Roger Guenveur Smith (AMERICAN GANGSTER) has the heartbreaking role of Isaiah, the domestic servant whose job included delivering women to the plantation owner at night.  “Isaiah is forced against his better will, and his better sense of ethics, to deliver Esther to Samuel Turner’s dinner guest, Mr. Randall,” Smith explains.  “It was a particularly difficult scene to play.  But it is a scene that was played in fact over and over again in the South.”

Says Nate Parker of the character:  “The reality is that most people are Isaiah.  Most people are not Nat Turner, unless they’re activated.  Most people are saying I have these few small things I’ve been given and if I fight for more, I face the possibility of losing everything.  It’s the feeling of ‘I can’t escape this.’”

Like so many others involved in the film, Smith felt a profound responsibility to tell this story a new way.  “I think we all felt a certain obligation to tell the story the best way that we can,” he summarizes.  “It’s not just an exercise in nostalgia but a story that resonates in the present moment.”

CRAFTING THE OLD SOUTH FOR A NEW DAY

THE BIRTH OF A NATION was shot in just 27 fast-moving days on location in sweltering yet lush Savannah, Georgia where remnants of the Old South helped transport cast, crew and audience back to the atmosphere of antebellum times.  Nate Parker further turned back the hands of time by asking for a no-cell-phone set and insisting on using real former plantations, where the ghosts of the past are still palpable in ineffable ways.  “With the actors, I wanted to always feel we were in the moment, that were transcending time, that were really there in 1830s Virginia,” says Parker.

Reconstructing an entire world on a limited budget demanded high creativity.  Says Kevin Turen:  “We were faced with a challenge: to make an uncompromising period film that felt every bit as big in scope as the script Nate wrote.  That was extremely difficult.  But we were fortunate to have a team with great insight into where to put our priorities and how to get the absolute most out of what we had. It was all led by Nate, who was always incredibly organized and able to wear all hats.”

To merge the pace of an action thriller with Turner’s internal world of dreamlike spiritual revelations, Parker chose cinematographer Elliot Davis, whose films have ranged from acclaimed historical drama THE IRON LADY and the teen phenomenon TWILIGHT to the stylish thriller OUT OF SIGHT and indie classic THIRTEEN).  “Elliot shot one of the most beautiful films I’ve seen, THE IRON LADY,” explains the writer-director, “I loved the weight of Elliot’s camera — how it was still when it needed to be and when it moved, stillness remained.  We were really blessed in getting him and his team.”

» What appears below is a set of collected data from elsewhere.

//! Error types.
//!
//! Two families: [`ReactiveError`] for misuse of the dependency engine and
//! for effect failures, and [`StorageError`] for failures of the external
//! resource behind a storage bridge.
//!
//! Programming-invariant violations (runaway flushes, cycles, writes inside
//! a memo, re-entrant runs) are raised as panics whose payload is the
//! [`ReactiveError`] itself, so callers that catch unwinds can downcast it.

use thiserror::Error;

use crate::graph::NodeId;

/// Errors raised by the reactive engine.
#[derive(Debug, Clone, PartialEq, Eq, Error)]
pub enum ReactiveError {
    #[error("effect flush exceeded {limit} iterations; an effect keeps re-triggering itself")]
    FlushLimitExceeded { limit: usize },

    #[error("cycle detected: memo {node} was read while it was computing")]
    CycleDetected { node: NodeId },

    #[error("signal {signal} was written while memo {memo} was computing")]
    WriteInComputed { signal: NodeId, memo: NodeId },

    #[error("effect {node} was re-entered while it was running")]
    ReentrantRun { node: NodeId },

    #[error("effect {node} was used after it was disposed")]
    Disposed { node: NodeId },

    #[error("effect {node} panicked: {message}")]
    EffectPanicked { node: NodeId, message: String },

    #[error("field `{key}` holds a value of a different type")]
    TypeMismatch { key: String },

    #[error("no operation has been executed yet, nothing to refetch")]
    NothingToRefetch,
}

impl ReactiveError {
    /// Whether this error signals a broken invariant that must unwind to
    /// the caller rather than be reported and swallowed.
    pub fn is_fatal(&self) -> bool {
        matches!(
            self,
            Self::FlushLimitExceeded { .. }
                | Self::CycleDetected { .. }
                | Self::WriteInComputed { .. }
                | Self::ReentrantRun { .. }
                | Self::Disposed { .. }
        )
    }
}

/// Errors raised by a storage backend or by value encoding.
#[derive(Debug, Clone, PartialEq, Eq, Error)]
pub enum StorageError {
    #[error("storage is unavailable: {0}")]
    Unavailable(String),

    #[error("storage quota exceeded writing `{key}`: {needed} bytes needed, limit is {limit}")]
    QuotaExceeded {
        key: String,
        needed: usize,
        limit: usize,
    },

    #[error("failed to encode `{key}`: {message}")]
    Encode { key: String, message: String },

    #[error("failed to decode `{key}`: {message}")]
    Decode { key: String, message: String },

    #[error("storage backend error: {0}")]
    Backend(String),

    #[error("invalid namespace `{namespace}`: {reason}")]
    InvalidNamespace {
        namespace: String,
        reason: &'static str,
    },
}

/// Any error produced by this crate.
#[derive(Debug, Clone, PartialEq, Eq, Error)]
pub enum Error {
    #[error(transparent)]
    Reactive(#[from] ReactiveError),

    #[error(transparent)]
    Storage(#[from] StorageError),
}

pub type Result<T, E = Error> = std::result::Result<T, E>;

/// Unwind with a fatal engine error as the panic payload.
pub(crate) fn raise(error: ReactiveError) -> ! {
    tracing::error!(%error, "reactive invariant violated");
    std::panic::panic_any(error)
}

/// Render a panic payload for reporting.
pub(crate) fn panic_message(payload: &(dyn std::any::Any + Send)) -> String {
    if let Some(error) = payload.downcast_ref::<ReactiveError>() {
        error.to_string()
    } else if let Some(message) = payload.downcast_ref::<&'static str>() {
        (*message).to_owned()
    } else if let Some(message) = payload.downcast_ref::<String>() {
        message.clone()
    } else {
        "non-string panic payload".to_owned()
    }
}

#[cfg(test)]
mod tests {
    use super::*;

    #[test]
    fn fatal_errors_are_invariant_violations() {
        let node = NodeId::from(3);
        assert!(ReactiveError::CycleDetected { node }.is_fatal());
        assert!(ReactiveError::FlushLimitExceeded { limit: 10 }.is_fatal());
        assert!(!ReactiveError::EffectPanicked {
            node,
            message: "boom".into()
        }
        .is_fatal());
        assert!(!ReactiveError::NothingToRefetch.is_fatal());
    }

    #[test]
    fn messages_name_the_node() {
        let err = ReactiveError::WriteInComputed {
            signal: NodeId::from(1),
            memo: NodeId::from(2),
        };
        assert_eq!(
            err.to_string(),
            "signal #1 was written while memo #2 was computing"
        );
    }

    #[test]
    fn crate_error_wraps_both_families() {
        let err: Error = StorageError::Unavailable("private mode".into()).into();
        assert_eq!(err.to_string(), "storage is unavailable: private mode");
        let err: Error = ReactiveError::NothingToRefetch.into();
        assert!(matches!(err, Error::Reactive(_)));
    }

    #[test]
    fn panic_payloads_render() {
        let payload: Box<dyn std::any::Any + Send> = Box::new("plain");
        assert_eq!(panic_message(payload.as_ref()), "plain");
        let payload: Box<dyn std::any::Any + Send> =
            Box::new(ReactiveError::NothingToRefetch);
        assert!(panic_message(payload.as_ref()).starts_with("no operation"));
    }
}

Originally trained as an architect, Davis brings a structural intelligence to his photography merged with a painterly beauty.  But more than that, he was another person drawn passionately to Parker’s bold POV on American history. “I’ve had long history of socially-conscious filmmaking,” notes Davis.  “Interestingly, my early film education was with the Ethiopian filmmaker Haile Gerima, so that was always a part of my consciousness.   So for me, this film felt like it was a coming from a context I understand, but also was so timely because we all see the conflicts around us getting sharper now.”

Immediately, Davis found an artistic bond with Parker.  “My thrust as a cinematographer has been to increase the subjectivity of the audience — to bring the audience and what they’re seeing on screen closer and closer together. I love playing with the contrast levels — with dark darks and white whites – that make you feel something.  And Nate responded to that,” says Davis.  “When I first walked into his office, he had walls of photos from my films and the thing they all shared in common were de-saturated cool tones.  We both felt drawn toward using cooler blue-green imagery for this film that feels more modern and has none of the pretense of sepia-toned history. I think that is the basis of the look:  we’re seeing Nat Turner’s world through modern eyes.  And that approach took on a life of its own.”

Parker’s vision was full of stark contrasts.  “I knew I wanted a very cold and saturated feeling because these were our Dark Ages.  I didn’t want to go with the typical golds and browns of most slave-era films.   When Nat gives Cherry a bouquet of flowers it’s one of the first bursts of color in the film and you really feel it.  You see something so beautiful happening amidst the darkness and grit.”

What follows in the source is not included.